Sometimes, like this morning, when it’s below zero out, it’s just too cold.  Not for me, I  pile on the layers, light extra candles on my alter (it feels warmer just having those flames going) put on my hat and scarf and pour my tea in a thermos cup.   But it is too cold for Frieda.  Anyway, I think it’s too cold for her.  So as much as I love having her with me, I don’t want her to be any more uncomfortable than an old dog already is.

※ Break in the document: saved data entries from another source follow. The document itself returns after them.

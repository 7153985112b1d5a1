// src/models/question.rs

use serde::{Deserialize, Serialize};
use serde_json::Value;
use sqlx::FromRow;

use crate::models::answer::{AnswerPayload, AnswerView, NewAnswer};

/// Represents the 'questions' table in the database.
/// Keyed by `(quiz_id, question_number)`; the number is the 1-based position in the quiz.
#[derive(Debug, Clone, FromRow, Serialize, Deserialize)]
pub struct Question {
    pub quiz_id: i64,
    pub question_number: i64,
    pub question_text: String,
    pub question_points: i64,
}

/// Question entry of an authoring payload.
#[derive(Debug, Clone, Default, Serialize, Deserialize)]
pub struct QuestionPayload {
    #[serde(default)]
    pub question_text: Option<String>,

    /// Accepts a JSON number or a numeric string.
    #[serde(default)]
    pub question_points: Option<Value>,

    #[serde(default)]
    pub answers: Option<Vec<AnswerPayload>>,
}

#[derive(Debug, Clone, PartialEq, Eq)]
pub struct NewQuestion {
    pub text: String,
    pub points: i64,
    pub answers: Vec<NewAnswer>,
}

#[derive(Debug, Clone, Serialize)]
pub struct QuestionView {
    pub question_number: i64,
    pub question_text: String,
    pub question_points: i64,
    pub answers: Vec<AnswerView>,
}

impl From<Question> for QuestionView {
    fn from(q: Question) -> Self {
        Self {
            question_number: q.question_number,
            question_text: q.question_text,
            question_points: q.question_points,
            answers: Vec::new(),
        }
    }
}
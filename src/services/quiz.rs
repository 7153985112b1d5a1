// src/services/quiz.rs

use std::sync::Arc;

use sqlx::SqlitePool;

use crate::{
    config::Config,
    error::{QuizError, QuizResult},
    models::{
        attempt::{Attempt, CourseScore, GradeResult, SubmittedAnswer},
        identity::{Identity, Role},
        quiz::{Quiz, QuizPayload, QuizView},
    },
    services::{
        authoring::QuizAuthoring,
        grading::QuizGrader,
        ownership::{CourseOwnership, SqlCourseOwnership, ensure_can_author},
        projection::{self, Audience},
    },
    validation,
};

/// Entry points for quiz authoring, submission and reads.
///
/// Callers hand in the verified identity. Role and course ownership are
/// checked here, then validation, then the transactional core.
#[derive(Clone)]
pub struct QuizService {
    pool: SqlitePool,
    authoring: QuizAuthoring,
    grader: QuizGrader,
    ownership: Arc<dyn CourseOwnership>,
}

impl QuizService {
    pub fn new(pool: SqlitePool, config: &Config) -> Self {
        let ownership = Arc::new(SqlCourseOwnership::new(pool.clone()));
        Self::with_ownership(pool, config, ownership)
    }

    pub fn with_ownership(
        pool: SqlitePool,
        config: &Config,
        ownership: Arc<dyn CourseOwnership>,
    ) -> Self {
        Self {
            authoring: QuizAuthoring::new(pool.clone(), config.transaction_timeout),
            grader: QuizGrader::new(pool.clone(), config.transaction_timeout),
            pool,
            ownership,
        }
    }

    /// Teacher: create a quiz with its questions and answers.
    #[tracing::instrument(skip(self, payload), fields(user_id = identity.user_id))]
    pub async fn create_quiz(
        &self,
        identity: &Identity,
        course_id: i64,
        payload: &QuizPayload,
    ) -> QuizResult<QuizView> {
        ensure_can_author(self.ownership.as_ref(), identity, course_id).await?;
        let quiz = validation::validated(payload)?;
        self.authoring.create(course_id, &quiz).await
    }

    /// Teacher: update the title and replace every question and answer.
    #[tracing::instrument(skip(self, payload), fields(user_id = identity.user_id))]
    pub async fn replace_quiz(
        &self,
        identity: &Identity,
        course_id: i64,
        quiz_id: i64,
        payload: &QuizPayload,
    ) -> QuizResult<QuizView> {
        ensure_can_author(self.ownership.as_ref(), identity, course_id).await?;
        let quiz = validation::validated(payload)?;
        self.authoring.replace_all(course_id, quiz_id, &quiz).await
    }

    /// Teacher: delete a quiz together with its attempts, answers and questions.
    #[tracing::instrument(skip(self), fields(user_id = identity.user_id))]
    pub async fn delete_quiz(
        &self,
        identity: &Identity,
        course_id: i64,
        quiz_id: i64,
    ) -> QuizResult<()> {
        ensure_can_author(self.ownership.as_ref(), identity, course_id).await?;
        if self.authoring.delete(course_id, quiz_id).await? {
            Ok(())
        } else {
            Err(QuizError::quiz_not_found(course_id, quiz_id))
        }
    }

    /// Student: grade a submission and record it as the student's attempt.
    #[tracing::instrument(skip(self, answers), fields(user_id = identity.user_id))]
    pub async fn submit_quiz(
        &self,
        identity: &Identity,
        course_id: i64,
        quiz_id: i64,
        answers: &[SubmittedAnswer],
    ) -> QuizResult<GradeResult> {
        if identity.role != Role::Student {
            tracing::warn!(user_id = identity.user_id, "Submission denied for non-student");
            return Err(QuizError::Forbidden("Student role required".to_string()));
        }
        self.grader
            .grade(course_id, quiz_id, identity.user_id, answers)
            .await
    }

    pub async fn list_quizzes_for_course(&self, course_id: i64) -> QuizResult<Vec<Quiz>> {
        projection::list_by_course(&self.pool, course_id).await
    }

    /// Students get the redacted view. Teachers must own the course and get correctness flags.
    #[tracing::instrument(skip(self), fields(user_id = identity.user_id))]
    pub async fn get_quiz(
        &self,
        identity: &Identity,
        course_id: i64,
        quiz_id: i64,
    ) -> QuizResult<QuizView> {
        let audience = match identity.role {
            Role::Student => Audience::Student,
            Role::Teacher | Role::Admin => {
                ensure_can_author(self.ownership.as_ref(), identity, course_id).await?;
                Audience::Teacher
            }
        };

        let mut conn = self.pool.acquire().await?;
        projection::project(&mut conn, course_id, quiz_id, audience)
            .await?
            .ok_or_else(|| QuizError::quiz_not_found(course_id, quiz_id))
    }

    /// A student's stored attempt. Students may only read their own.
    pub async fn attempt(
        &self,
        identity: &Identity,
        course_id: i64,
        quiz_id: i64,
        student_id: i64,
    ) -> QuizResult<Option<Attempt>> {
        self.ensure_can_read_scores(identity, course_id, student_id).await?;
        self.grader.attempt(course_id, quiz_id, student_id).await
    }

    /// Best attempts of a quiz.
    pub async fn leaderboard(
        &self,
        course_id: i64,
        quiz_id: i64,
        limit: i64,
    ) -> QuizResult<Vec<Attempt>> {
        self.grader.leaderboard(course_id, quiz_id, limit.max(0)).await
    }

    /// Total of a student's attempts across a course. Students may only read their own.
    pub async fn course_score(
        &self,
        identity: &Identity,
        course_id: i64,
        student_id: i64,
    ) -> QuizResult<CourseScore> {
        self.ensure_can_read_scores(identity, course_id, student_id).await?;
        self.grader.course_score(course_id, student_id).await
    }

    async fn ensure_can_read_scores(
        &self,
        identity: &Identity,
        course_id: i64,
        student_id: i64,
    ) -> QuizResult<()> {
        match identity.role {
            Role::Student if identity.user_id == student_id => Ok(()),
            Role::Student => Err(QuizError::Forbidden(
                "Students can only read their own scores".to_string(),
            )),
            Role::Teacher | Role::Admin => {
                ensure_can_author(self.ownership.as_ref(), identity, course_id).await
            }
        }
    }
}
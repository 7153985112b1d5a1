// src/models/identity.rs

use serde::{Deserialize, Serialize};

/// Role of an authenticated caller.
#[derive(Debug, Clone, Copy, PartialEq, Eq, Serialize, Deserialize)]
#[serde(rename_all = "lowercase")]
pub enum Role {
    Student,
    Teacher,
    Admin,
}

/// Verified identity handed over by the authentication layer.
#[derive(Debug, Clone, Copy, PartialEq, Eq, Serialize, Deserialize)]
pub struct Identity {
    pub user_id: i64,
    pub role: Role,
}

impl Identity {
    pub fn student(user_id: i64) -> Self {
        Self {
            user_id,
            role: Role::Student,
        }
    }

    pub fn teacher(user_id: i64) -> Self {
        Self {
            user_id,
            role: Role::Teacher,
        }
    }

    pub fn admin(user_id: i64) -> Self {
        Self {
            user_id,
            role: Role::Admin,
        }
    }
}
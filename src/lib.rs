// src/lib.rs

pub mod config;
pub mod db;
pub mod error;
pub mod models;
pub mod services;
pub mod validation;

// Re-export specific items for convenience
pub use error::{QuizError, QuizResult};
pub use services::quiz::QuizService;
pub use validation::{ValidationReport, validate};
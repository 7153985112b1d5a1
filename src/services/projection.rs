// src/services/projection.rs

use std::collections::HashMap;

use sqlx::{SqliteConnection, SqlitePool};

use crate::{
    error::QuizResult,
    models::{
        answer::{Answer, AnswerView},
        question::{Question, QuestionView},
        quiz::{Quiz, QuizView},
    },
};

/// Which audience a projection is built for.
#[derive(Debug, Clone, Copy, PartialEq, Eq)]
pub enum Audience {
    /// Answers carry `is_correct`.
    Teacher,
    /// `is_correct` is left out entirely.
    Student,
}

impl Audience {
    pub fn include_correct(self) -> bool {
        matches!(self, Audience::Teacher)
    }
}

/// Looks up a quiz scoped to its course.
pub async fn find_quiz(
    conn: &mut SqliteConnection,
    course_id: i64,
    quiz_id: i64,
) -> QuizResult<Option<Quiz>> {
    let quiz = sqlx::query_as::<_, Quiz>(
        "SELECT quiz_id, course_id, title FROM quizzes WHERE course_id = $1 AND quiz_id = $2",
    )
    .bind(course_id)
    .bind(quiz_id)
    .fetch_optional(&mut *conn)
    .await?;

    Ok(quiz)
}

/// Lists every quiz of a course in creation order.
pub async fn list_by_course(pool: &SqlitePool, course_id: i64) -> QuizResult<Vec<Quiz>> {
    let quizzes = sqlx::query_as::<_, Quiz>(
        "SELECT quiz_id, course_id, title FROM quizzes WHERE course_id = $1 ORDER BY quiz_id ASC",
    )
    .bind(course_id)
    .fetch_all(pool)
    .await?;

    Ok(quizzes)
}

/// Assembles a quiz with its questions and answers in positional order.
///
/// Runs on whatever connection it is given, so authoring can project the
/// tree it just wrote before committing.
/// Returns `None` when the quiz does not exist in that course.
pub async fn project(
    conn: &mut SqliteConnection,
    course_id: i64,
    quiz_id: i64,
    audience: Audience,
) -> QuizResult<Option<QuizView>> {
    let Some(quiz) = find_quiz(conn, course_id, quiz_id).await? else {
        return Ok(None);
    };

    let questions = sqlx::query_as::<_, Question>(
        r#"
        SELECT quiz_id, question_number, question_text, question_points
        FROM questions
        WHERE quiz_id = $1
        ORDER BY question_number ASC
        "#,
    )
    .bind(quiz_id)
    .fetch_all(&mut *conn)
    .await?;

    let answers = sqlx::query_as::<_, Answer>(
        r#"
        SELECT quiz_id, question_number, answer_number, answer_text, is_correct
        FROM answers
        WHERE quiz_id = $1
        ORDER BY question_number ASC, answer_number ASC
        "#,
    )
    .bind(quiz_id)
    .fetch_all(&mut *conn)
    .await?;

    let mut views: Vec<QuestionView> = questions.into_iter().map(QuestionView::from).collect();
    let index: HashMap<i64, usize> = views
        .iter()
        .enumerate()
        .map(|(i, q)| (q.question_number, i))
        .collect();

    let include_correct = audience.include_correct();
    for answer in answers {
        if let Some(&i) = index.get(&answer.question_number) {
            views[i].answers.push(AnswerView::from_row(answer, include_correct));
        }
    }

    Ok(Some(QuizView {
        quiz_id: quiz.quiz_id,
        course_id: quiz.course_id,
        title: quiz.title,
        questions: views,
    }))
}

I do get a pang when I leave the house and she runs to the door and looks at me expecting to follow.  But then I think of her curled up in front of the wood stove, dozing and warm, and I feel a little warmer too.

My Old Singer

February 5th, 2015
My old Singer

My 30 year old Singer Sewing Machine

There’s something about the simplicity of my old Singer Sewing machine that I like.  I haven’t used it in so long, I was expecting to be frustrated by it.  But when it started to slowly chug along, making that thunk thunk noise, it felt good.  Like deliberately walking slowly and purposefully. I can actually feel the needle go up and down, not in a blur, quick hum, like my Viking.  It’s as if I can feel the mechanisms of the machine at work, gears turning, wheels spinning, like a primitive pulley system powered by a foot treadle.

I picked up my Viking today.  It’s all clean and ready to be used again.  It’s good to have it back, but I felt a little sad unplugging my Singer and sliding it under my desk.  Not sad enough to use it instead of my Viking, which is fast and easy in so many ways.

In the past I’ve thought of getting rid of my Singer.  Giving it to someone who  doesn’t have a sewing machine and could use it.  But now I know I’ll keep it.  Not only because I might need it someday, but because I like it.  I have a feeling that it’s the kind of machine that could last forever.  The kind of machine that will never give up.